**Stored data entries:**
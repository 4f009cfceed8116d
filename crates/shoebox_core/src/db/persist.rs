//! Backing-file persist path.
//!
//! # Responsibility
//! - Serialize the full mapping compactly and overwrite the backing file.
//! - Enforce the configured serialized-size budget before touching disk.
//!
//! # Invariants
//! - The size check uses encoded UTF-8 byte length, not character count.
//! - A rejected persist leaves the previous file contents untouched.

use super::{DbError, DbResult};
use crate::model::document::Document;
use log::{debug, error};
use std::collections::BTreeMap;
use std::fs;
use std::path::Path;
use std::time::Instant;

/// Serializes `documents` and overwrites the backing file at `path`.
///
/// The write is a direct overwrite of the existing file, not a temp-file
/// swap; concurrent access from a second process is not coordinated.
///
/// # Errors
/// - `DbError::SizeLimitExceeded` when the compact serialized form is larger
///   than `max_size_bytes`; nothing is written in that case.
/// - I/O failures from the underlying write.
///
/// # Side effects
/// - Emits `store_persist` logging events with payload size and duration.
pub fn persist_db(
    path: impl AsRef<Path>,
    documents: &BTreeMap<String, Document>,
    max_size_bytes: u64,
) -> DbResult<()> {
    let path = path.as_ref();
    let started_at = Instant::now();

    let payload = serde_json::to_string(documents)?;
    let serialized_bytes = payload.len() as u64;

    if serialized_bytes > max_size_bytes {
        error!(
            "event=store_persist module=db status=error duration_ms={} error_code=size_limit_exceeded bytes={} limit_bytes={}",
            started_at.elapsed().as_millis(),
            serialized_bytes,
            max_size_bytes
        );
        return Err(DbError::SizeLimitExceeded {
            limit_bytes: max_size_bytes,
            serialized_bytes,
        });
    }

    if let Err(err) = fs::write(path, payload) {
        error!(
            "event=store_persist module=db status=error duration_ms={} error_code=store_write_failed error={}",
            started_at.elapsed().as_millis(),
            err
        );
        return Err(err.into());
    }

    debug!(
        "event=store_persist module=db status=ok duration_ms={} documents={} bytes={}",
        started_at.elapsed().as_millis(),
        documents.len(),
        serialized_bytes
    );
    Ok(())
}
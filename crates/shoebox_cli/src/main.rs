//! CLI smoke entry point.
//!
//! # Responsibility
//! - Provide a minimal executable to verify `shoebox_core` linkage.
//! - Keep output deterministic for quick local sanity checks.

use shoebox_core::StoreConfig;

fn main() {
    let config = StoreConfig::default();
    println!("shoebox_core version={}", shoebox_core::core_version());
    println!(
        "shoebox_core default_store={} max_size_mib={}",
        config.path.display(),
        config.max_size_mib
    );
}
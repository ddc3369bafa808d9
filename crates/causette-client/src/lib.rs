//! # causette-client
//!
//! Client core for the Causette chat application: the in-memory message
//! sequence for the open conversation, the session orchestrator binding it
//! to the backend realtime channel, the conversation-list projection, and
//! command glue for auth, profiles and search.

pub mod auth;
pub mod client;
pub mod conversations;
pub mod events;
pub mod message_store;
pub mod session;
pub mod users;

mod error;

pub use client::ChatClient;
pub use conversations::{conversation_summaries, ConversationSummary};
pub use error::ClientError;
pub use events::{ChatEvent, EventReceiver, EventSender};
pub use message_store::{ChatMessage, Delivery, LoadState, MessageStore};
pub use session::ChatSession;
pub use users::ProfileUpdate;

use tracing_subscriber::{fmt, EnvFilter};

/// Initialise the process-wide tracing subscriber. Later calls are no-ops.
pub fn init_tracing() {
    let filter = EnvFilter::try_from_default_env().unwrap_or_else(|_| {
        EnvFilter::new("causette_client=debug,causette_backend=debug,causette_store=info,warn")
    });

    fmt()
        .with_env_filter(filter)
        .with_target(true)
        .with_thread_ids(false)
        .with_file(false)
        .with_line_number(false)
        .try_init()
        .ok();
}
//! Local app settings, stored as a single JSON row.

use rusqlite::params;
use serde::{Deserialize, Serialize};

use crate::database::Database;
use crate::error::Result;

#[derive(Debug, Clone, Serialize, Deserialize, PartialEq, Eq)]
#[serde(rename_all = "camelCase")]
pub struct AppSettings {
    pub notifications_enabled: bool,
    pub enter_to_send: bool,
    pub theme: String,
}

impl Default for AppSettings {
    fn default() -> Self {
        Self {
            notifications_enabled: true,
            enter_to_send: true,
            theme: "light".into(),
        }
    }
}

impl Database {
    /// Load the settings blob, falling back to defaults when absent.
    pub fn get_settings(&self) -> Result<AppSettings> {
        let result: std::result::Result<String, _> =
            self.conn()
                .query_row("SELECT json FROM app_settings WHERE id = 1", [], |row| {
                    row.get(0)
                });

        match result {
            Ok(json) => Ok(serde_json::from_str(&json)?),
            Err(_) => Ok(AppSettings::default()),
        }
    }

    /// Replace the stored settings blob.
    pub fn update_settings(&self, settings: &AppSettings) -> Result<()> {
        let json = serde_json::to_string(settings)?;
        self.conn().execute(
            "INSERT OR REPLACE INTO app_settings (id, json) VALUES (1, ?1)",
            params![json],
        )?;
        tracing::info!("settings updated");
        Ok(())
    }
}
//! Client facade owning the backend handles and the local cache.

use std::sync::Arc;

use causette_backend::{AuthProvider, DocumentStore};
use causette_shared::UserId;
use causette_store::Database;

use crate::events::EventReceiver;
use crate::session::ChatSession;

/// Everything the UI layer needs, bound together once at startup.
///
/// The backend seams arrive as trait objects so the client never depends on
/// a concrete provider; the cache is the local SQLite database.
pub struct ChatClient {
    auth: Arc<dyn AuthProvider>,
    store: Arc<dyn DocumentStore>,
    cache: Database,
}

impl ChatClient {
    pub fn new(auth: Arc<dyn AuthProvider>, store: Arc<dyn DocumentStore>, cache: Database) -> Self {
        Self { auth, store, cache }
    }

    /// Open a chat session for `user`. The session owns its own event
    /// channel; the caller consumes the receiver.
    pub fn open_session(&self, user: UserId) -> (ChatSession, EventReceiver) {
        ChatSession::new(Arc::clone(&self.store), user)
    }

    pub(crate) fn auth(&self) -> &dyn AuthProvider {
        self.auth.as_ref()
    }

    pub(crate) fn store(&self) -> &dyn DocumentStore {
        self.store.as_ref()
    }

    pub(crate) fn cache(&self) -> &Database {
        &self.cache
    }
}
//! # causette-store
//!
//! Local cache for the Causette client, backed by SQLite.
//!
//! The backend service owns all chat data; this crate only persists what
//! must survive a restart on this machine: the signed-in session (so the
//! app can restore it on startup) and the local app settings blob.

pub mod database;
pub mod migrations;
pub mod session;
pub mod settings;

mod error;

pub use database::Database;
pub use error::CacheError;
pub use session::CachedSession;
pub use settings::AppSettings;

**Prompt:**
Make a word-for-word copy of the records.

**Task answer:**
repository 4f009cfceed8116d
filename crates/shoebox_core/src/db/persist.rs
//! Backing-file persist path.
//!
//! # Responsibility
//! - Serialize the full mapping compactly and overwrite the backing file.
//! - Enforce the configured serialized-size budget before touching disk.
//!
//! # Invariants
//! - The size check uses encoded UTF-8 byte length, not character count.
//! - A rejected persist leaves the previous file contents untouched.

use super::{DbError, DbResult};
use crate::model::document::Document;
use log::{debug, error};
use std::collections::BTreeMap;
use std::fs;
use std::path::Path;
use std::time::Instant;

/// Serializes `documents` and overwrites the backing file at `path`.
///
/// The write is a direct overwrite of the existing file, not a temp-file
/// swap; concurrent access from a second process is not coordinated.
///
/// # Errors
/// - `DbError::SizeLimitExceeded` when the compact serialized form is larger
///   than `max_size_bytes`; nothing is written in that case.
/// - I/O failures from the underlying write.
///
/// # Side effects
/// - Emits `store_persist` logging events with payload size and duration.
pub fn persist_db(
    path: impl AsRef<Path>,
    documents: &BTreeMap<String, Document>,
    max_size_bytes: u64,
) -> DbResult<()> {
    let path = path.as_ref();
    let started_at = Instant::now();

    let payload = serde_json::to_string(documents)?;
    let serialized_bytes = payload.len() as u64;

    if serialized_bytes > max_size_bytes {
        error!(
            "event=store_persist module=db status=error duration_ms={} error_code=size_limit_exceeded bytes={} limit_bytes={}",
            started_at.elapsed().as_millis(),
            serialized_bytes,
            max_size_bytes
        );
        return Err(DbError::SizeLimitExceeded {
            limit_bytes: max_size_bytes,
            serialized_bytes,
        });
    }

    if let Err(err) = fs::write(path, payload) {
        error!(
            "event=store_persist module=db status=error duration_ms={} error_code=store_write_failed error={}",
            started_at.elapsed().as_millis(),
            err
        );
        return Err(err.into());
    }

    debug!(
        "event=store_persist module=db status=ok duration_ms={} documents={} bytes={}",
        started_at.elapsed().as_millis(),
        documents.len(),
        serialized_bytes
    );
    Ok(())
}
filename crates/shoebox_cli/src/main.rs
//! CLI smoke entry point.
//!
//! # Responsibility
//! - Provide a minimal executable to verify `shoebox_core` linkage.
//! - Keep output deterministic for quick local sanity checks.

use shoebox_core::StoreConfig;

fn main() {
    let config = StoreConfig::default();
    println!("shoebox_core version={}", shoebox_core::core_version());
    println!(
        "shoebox_core default_store={} max_size_mib={}",
        config.path.display(),
        config.max_size_mib
    );
}
repository ddc3369bafa808d9
filename crates/causette-client/src/lib.rs
//! # causette-client
//!
//! Client core for the Causette chat application: the in-memory message
//! sequence for the open conversation, the session orchestrator binding it
//! to the backend realtime channel, the conversation-list projection, and
//! command glue for auth, profiles and search.

pub mod auth;
pub mod client;
pub mod conversations;
pub mod events;
pub mod message_store;
pub mod session;
pub mod users;

mod error;

pub use client::ChatClient;
pub use conversations::{conversation_summaries, ConversationSummary};
pub use error::ClientError;
pub use events::{ChatEvent, EventReceiver, EventSender};
pub use message_store::{ChatMessage, Delivery, LoadState, MessageStore};
pub use session::ChatSession;
pub use users::ProfileUpdate;

use tracing_subscriber::{fmt, EnvFilter};

/// Initialise the process-wide tracing subscriber. Later calls are no-ops.
pub fn init_tracing() {
    let filter = EnvFilter::try_from_default_env().unwrap_or_else(|_| {
        EnvFilter::new("causette_client=debug,causette_backend=debug,causette_store=info,warn")
    });

    fmt()
        .with_env_filter(filter)
        .with_target(true)
        .with_thread_ids(false)
        .with_file(false)
        .with_line_number(false)
        .try_init()
        .ok();
}
//! Local app settings, stored as a single JSON row.

use rusqlite::params;
use serde::{Deserialize, Serialize};

use crate::database::Database;
use crate::error::Result;

#[derive(Debug, Clone, Serialize, Deserialize, PartialEq, Eq)]
#[serde(rename_all = "camelCase")]
pub struct AppSettings {
    pub notifications_enabled: bool,
    pub enter_to_send: bool,
    pub theme: String,
}

impl Default for AppSettings {
    fn default() -> Self {
        Self {
            notifications_enabled: true,
            enter_to_send: true,
            theme: "light".into(),
        }
    }
}

impl Database {
    /// Load the settings blob, falling back to defaults when absent.
    pub fn get_settings(&self) -> Result<AppSettings> {
        let result: std::result::Result<String, _> =
            self.conn()
                .query_row("SELECT json FROM app_settings WHERE id = 1", [], |row| {
                    row.get(0)
                });

        match result {
            Ok(json) => Ok(serde_json::from_str(&json)?),
            Err(_) => Ok(AppSettings::default()),
        }
    }

    /// Replace the stored settings blob.
    pub fn update_settings(&self, settings: &AppSettings) -> Result<()> {
        let json = serde_json::to_string(settings)?;
        self.conn().execute(
            "INSERT OR REPLACE INTO app_settings (id, json) VALUES (1, ?1)",
            params![json],
        )?;
        tracing::info!("settings updated");
        Ok(())
    }
}
//! Client facade owning the backend handles and the local cache.

use std::sync::Arc;

use causette_backend::{AuthProvider, DocumentStore};
use causette_shared::UserId;
use causette_store::Database;

use crate::events::EventReceiver;
use crate::session::ChatSession;

/// Everything the UI layer needs, bound together once at startup.
///
/// The backend seams arrive as trait objects so the client never depends on
/// a concrete provider; the cache is the local SQLite database.
pub struct ChatClient {
    auth: Arc<dyn AuthProvider>,
    store: Arc<dyn DocumentStore>,
    cache: Database,
}

impl ChatClient {
    pub fn new(auth: Arc<dyn AuthProvider>, store: Arc<dyn DocumentStore>, cache: Database) -> Self {
        Self { auth, store, cache }
    }

    /// Open a chat session for `user`. The session owns its own event
    /// channel; the caller consumes the receiver.
    pub fn open_session(&self, user: UserId) -> (ChatSession, EventReceiver) {
        ChatSession::new(Arc::clone(&self.store), user)
    }

    pub(crate) fn auth(&self) -> &dyn AuthProvider {
        self.auth.as_ref()
    }

    pub(crate) fn store(&self) -> &dyn DocumentStore {
        self.store.as_ref()
    }

    pub(crate) fn cache(&self) -> &Database {
        &self.cache
    }
}
//! # causette-store
//!
//! Local cache for the Causette client, backed by SQLite.
//!
//! The backend service owns all chat data; this crate only persists what
//! must survive a restart on this machine: the signed-in session (so the
//! app can restore it on startup) and the local app settings blob.

pub mod database;
pub mod migrations;
pub mod session;
pub mod settings;

mod error;

pub use database::Database;
pub use error::CacheError;
pub use session::CachedSession;
pub use settings::AppSettings;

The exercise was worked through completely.